### What this task involves
Filter the listing down to the lines containing the word "Gives".

### Records for this exercise
//! End-to-end walkthrough of both handle types through the `emb` namespace.

extern crate std;

use self::std::{cell::Cell, rc::Rc};
use core::mem::size_of;

use super::*;

struct Tracked {
    drops: Rc<Cell<usize>>,
    value: i32,
}

impl Drop for Tracked {
    fn drop(&mut self) {
        self.drops.set(self.drops.get() + 1);
    }
}

fn tracked(value: i32, drops: &Rc<Cell<usize>>) -> Tracked {
    Tracked { drops: drops.clone(), value }
}

#[test]
fn exclusive_walkthrough() {
    let drops = Rc::new(Cell::new(0));

    let mut a = ExclusiveHandle::new(tracked(20, &drops));
    let mut b: ExclusiveHandle<Tracked> = ExclusiveHandle::empty();

    b.transfer_from(&mut a);
    assert!(a.is_empty());
    assert_eq!(b.value, 20);

    assert_eq!(size_of::<ExclusiveHandle<i32>>(), size_of::<*mut i32>());

    drop(a);
    drop(b);
    assert_eq!(drops.get(), 1);
}

#[test]
fn shared_walkthrough() {
    let a_drops = Rc::new(Cell::new(0));
    let e_drops = Rc::new(Cell::new(0));

    let shared_a = SharedHandle::new(tracked(20, &a_drops));
    let shared_b = shared_a.clone();
    {
        let _shared_c = shared_b.clone();
        let _shared_d = shared_a.clone();
        assert_eq!(shared_a.strong_count(), 4);
    }
    assert_eq!(shared_a.strong_count(), 2);

    let mut shared_e = SharedHandle::new(tracked(30, &e_drops));

    // Frees the second object, since `shared_e` was its only owner.
    shared_e.assign(&shared_a);
    assert_eq!(e_drops.get(), 1);
    assert_eq!(shared_a.strong_count(), 3);

    shared_a.erase();
    assert_eq!(shared_e.strong_count(), 2);
    assert_eq!(shared_e.value, 20);

    assert_eq!(size_of::<SharedHandle<i32>>(), 2 * size_of::<*mut i32>());

    drop(shared_b);
    assert_eq!(a_drops.get(), 0);
    drop(shared_e);
    assert_eq!(a_drops.get(), 1);
    assert_eq!(e_drops.get(), 1);
}

#[test]
fn reexported_ref_count() {
    let rc = RefCount::new();
    rc.increment();
    assert_eq!(rc.decrement(), 0);
    assert!(ReassignPolicy::Corrected.releases_previous(0));
}
//! A handle with exclusive ownership of a single heap-allocated object.
//!
//! An [`ExclusiveHandle`] is the only owner of the object it points to.
//! It implements neither `Clone` nor `Copy`, so a second owner can never be
//! created from safe code; ownership can only be *transferred*, which leaves
//! the source handle empty.
//!
//! The handle is the size of a single pointer, with the empty state
//! represented by the null niche.
//!
//! Duplicating a handle does not compile:
//! ```compile_fail
//! use exclusive_handle::ExclusiveHandle;
//!
//! let a = ExclusiveHandle::new(20);
//! let b: ExclusiveHandle<i32> = Clone::clone(&a);
//! ```
//!
//! Neither does using a handle after it was moved by assignment:
//! ```compile_fail
//! use exclusive_handle::ExclusiveHandle;
//!
//! let a = ExclusiveHandle::new(20);
//! let b = a;
//! assert_eq!(*a, 20);
//! ```

#![no_std]

extern crate alloc;


use alloc::boxed::Box;
use core::{
    fmt,
    marker::PhantomData,
    mem::{self, ManuallyDrop},
    ops::{Deref, DerefMut},
    ptr::{self, NonNull},
};
use log::trace;

/// The sole owner of one heap-allocated `T`, or of nothing at all.
///
/// Dropping a non-empty handle drops and deallocates the object exactly once.
///
/// Dereferencing an empty handle panics; use [`ExclusiveHandle::get()`]
/// to check first.
pub struct ExclusiveHandle<T> {
    ptr: Option<NonNull<T>>,
    /// We own a `T`, which matters for drop checking.
    _owns: PhantomData<T>,
}

// SAFETY: an `ExclusiveHandle<T>` owns its `T` just like a `Box<T>` does.
unsafe impl<T: Send> Send for ExclusiveHandle<T> {}
// SAFETY: shared access to the handle only ever yields `&T`.
unsafe impl<T: Sync> Sync for ExclusiveHandle<T> {}

impl<T> ExclusiveHandle<T> {
    const fn with_ptr(ptr: Option<NonNull<T>>) -> Self {
        ExclusiveHandle { ptr, _owns: PhantomData }
    }

    /// Creates an empty handle that owns nothing.
    pub const fn empty() -> ExclusiveHandle<T> {
        Self::with_ptr(None)
    }

    /// Moves `value` onto the heap and takes ownership of it.
    pub fn new(value: T) -> ExclusiveHandle<T> {
        Self::from_box(Box::new(value))
    }

    /// Takes ownership of the object inside the given `Box`.
    pub fn from_box(boxed: Box<T>) -> ExclusiveHandle<T> {
        Self::with_ptr(Some(NonNull::from(Box::leak(boxed))))
    }

    /// Takes ownership of the object at `raw`, or creates an empty handle if `raw` is null.
    ///
    /// No allocation is performed.
    ///
    /// # Safety
    ///
    /// A non-null `raw` must come from [`Box::into_raw()`] (or [`ExclusiveHandle::into_raw()`])
    /// and must not be owned by anything else, including another handle.
    pub unsafe fn from_raw(raw: *mut T) -> ExclusiveHandle<T> {
        Self::with_ptr(NonNull::new(raw))
    }

    /// Returns `true` if this handle owns nothing.
    #[inline]
    pub fn is_empty(&self) -> bool {
        self.ptr.is_none()
    }

    /// Returns the address of the owned object, or null if this handle is empty.
    ///
    /// The handle keeps ownership.
    #[inline]
    pub fn as_ptr(&self) -> *mut T {
        self.ptr.map_or(ptr::null_mut(), NonNull::as_ptr)
    }

    /// Returns a reference to the owned object, if any.
    #[inline]
    pub fn get(&self) -> Option<&T> {
        // SAFETY: a non-empty handle always points to a live object that it alone owns.
        self.ptr.as_ref().map(|p| unsafe { p.as_ref() })
    }

    /// Returns a mutable reference to the owned object, if any.
    #[inline]
    pub fn get_mut(&mut self) -> Option<&mut T> {
        // SAFETY: same as `get()`, and `&mut self` guarantees no other borrow exists.
        self.ptr.as_mut().map(|p| unsafe { p.as_mut() })
    }

    /// Transfers ownership of `source`'s object into this handle,
    /// leaving `source` empty.
    ///
    /// Whatever this handle owned beforehand is dropped.
    /// Transferring a handle into itself changes nothing,
    /// though the borrow checker already rejects the obvious form of it:
    /// ```compile_fail
    /// use exclusive_handle::ExclusiveHandle;
    ///
    /// let mut a = ExclusiveHandle::new(20);
    /// a.transfer_from(&mut a);
    /// ```
    ///
    /// Returns `self` so that calls can be chained.
    pub fn transfer_from(&mut self, source: &mut ExclusiveHandle<T>) -> &mut ExclusiveHandle<T> {
        if !ptr::eq(&*self, &*source) {
            // Adopt first, so a panicking `T::drop` cannot lose the incoming object.
            let previous = mem::replace(&mut self.ptr, source.ptr.take());
            drop(Self::with_ptr(previous));
        }
        self
    }

    /// Moves the owned object out into a new handle, leaving this one empty.
    pub fn take(&mut self) -> ExclusiveHandle<T> {
        Self::with_ptr(self.ptr.take())
    }

    /// Gives up ownership and returns the raw address, which is null if this handle was empty.
    ///
    /// The caller becomes responsible for releasing the object,
    /// e.g., by passing it back into [`ExclusiveHandle::from_raw()`].
    pub fn into_raw(self) -> *mut T {
        ManuallyDrop::new(self).as_ptr()
    }

    /// Gives up ownership and returns the object as a `Box`, or `None` if this handle was empty.
    pub fn into_box(self) -> Option<Box<T>> {
        let raw = self.into_raw();
        if raw.is_null() {
            None
        } else {
            // SAFETY: `raw` came from a `Box` and we just gave up our ownership of it.
            Some(unsafe { Box::from_raw(raw) })
        }
    }

    /// Moves the owned object out of the heap and returns it.
    pub fn try_into_inner(self) -> Result<T, &'static str> {
        self.into_box()
            .map(|boxed| *boxed)
            .ok_or("cannot take the value out of an empty ExclusiveHandle")
    }

    /// Drops and deallocates the owned object, if any, leaving this handle empty.
    fn release(&mut self) {
        if let Some(p) = self.ptr.take() {
            trace!("ExclusiveHandle: releasing object at {:p}", p);
            // SAFETY: `p` came from a `Box` and this handle was its only owner.
            drop(unsafe { Box::from_raw(p.as_ptr()) });
        }
    }
}

impl<T> Drop for ExclusiveHandle<T> {
    fn drop(&mut self) {
        self.release();
    }
}

impl<T> Deref for ExclusiveHandle<T> {
    type Target = T;

    #[track_caller]
    fn deref(&self) -> &T {
        match self.get() {
            Some(value) => value,
            None => empty_deref(),
        }
    }
}

impl<T> DerefMut for ExclusiveHandle<T> {
    #[track_caller]
    fn deref_mut(&mut self) -> &mut T {
        match self.get_mut() {
            Some(value) => value,
            None => empty_deref(),
        }
    }
}

#[cold]
#[track_caller]
fn empty_deref() -> ! {
    panic!("dereferenced an empty ExclusiveHandle")
}

impl<T> Default for ExclusiveHandle<T> {
    fn default() -> Self {
        ExclusiveHandle::empty()
    }
}

impl<T> From<Box<T>> for ExclusiveHandle<T> {
    fn from(boxed: Box<T>) -> Self {
        ExclusiveHandle::from_box(boxed)
    }
}

impl<T: fmt::Debug> fmt::Debug for ExclusiveHandle<T> {
    fn fmt(&self, f: &mut fmt::Formatter<'_>) -> fmt::Result {
        f.debug_tuple("ExclusiveHandle").field(&self.get()).finish()
    }
}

### Reply
    /// Gives up ownership and returns the raw address, which is null if this handle was empty.
    /// Gives up ownership and returns the object as a `Box`, or `None` if this handle was empty.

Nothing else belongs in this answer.